Car au final pour le consommateur, il ne s’agit que d’une seule et même histoire : se renseigner sur un produit en ligne pour l’essayer et l’acheter en boutique ; découvrir un produit chez son retailer puis consulter les avis de clients de la marque sur internet ; profiter du retrait d’un click and collect pour compléter ses achats avec des nouveautés présentées en magasin… Il devient donc essentiel de penser et faire converger toutes ces intentions d’achats au sein d’une seule et même plateforme de marque. Fini le temps du one-to-many : tout lieu de vente, qu’il soit physique ou dématérialisé, doit penser une approche one-to-one.

Et la pub dans tout ça ?

Si l’acheteur ne se soucie plus de quand ni comment il consomme, cette nouvelle donne du commerce aura incontestablement un impact sur les stratégies des professionnels de la publicité. Tout d’abord, n’en déplaise aux sceptiques de la big data, l’abolition de la frontière on/off générera encore plus de données à analyser et exploiter. La collecte et l’utilisation de cette donnée devront obtenir un consentement clair et assurer un strict respect de l’anonymat et de la vie privée des personnes ciblées par les messages publicitaires.
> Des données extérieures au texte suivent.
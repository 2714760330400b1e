use std::convert::Infallible;

use axum::extract::FromRequestParts;
use axum::http::request::Parts;

use crate::error::AppError;
use crate::services::auth::Identity;

use super::RequestCtx;

/// Handler で RequestCtx を受け取るための extractor
/// check_credentials が走っていない場合は匿名として扱う
impl<S> FromRequestParts<S> for RequestCtx
where
    S: Send + Sync,
{
    type Rejection = Infallible;

    async fn from_request_parts(parts: &mut Parts, _state: &S) -> Result<Self, Self::Rejection> {
        Ok(parts
            .extensions
            .get::<RequestCtx>()
            .cloned()
            .unwrap_or_default())
    }
}

/// 認証済みユーザーを受け取るための extractor
/// 見つからない場合は 401 を返す（匿名・ミドルウェア未設定）
pub struct CurrentUser(pub Identity);

impl<S> FromRequestParts<S> for CurrentUser
where
    S: Send + Sync,
{
    type Rejection = AppError;

    async fn from_request_parts(parts: &mut Parts, _state: &S) -> Result<Self, Self::Rejection> {
        parts
            .extensions
            .get::<RequestCtx>()
            .and_then(|ctx| ctx.current_user.clone())
            .map(CurrentUser)
            .ok_or_else(|| AppError::unauthorized("Authentication required."))
    }
}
Cette data permettra non seulement de mieux comprendre les habitudes de consommation de l’utilisateur mais surtout de savoir quel type de publicité il aime et quels messages il rejette. S’impose également le challenge de la mesure : si générer du trafic en ligne et en magasin physique peut sembler similaire, mesurer cet impact concret en point de vente requiert des technologies totalement différentes que ces bons vieux trackers utilisés pour la pub online !

Car ce qui se joue ici est un changement de paradigme. En passant d’un modèle de panels, post-campagnes, à des algorithmes de mesure en temps réel d’un impact concret en magasin, la technologie permet aujourd’hui de rendre enfin chaque euro dépensé en publicité efficient. Le marketing tel que nous le connaissions entre alors dans l’ère de l’optimisation sur la base de ce qui compte réellement pour une marque : générer des ventes. Peu importe qu’elles soient en ligne ou en points de vente.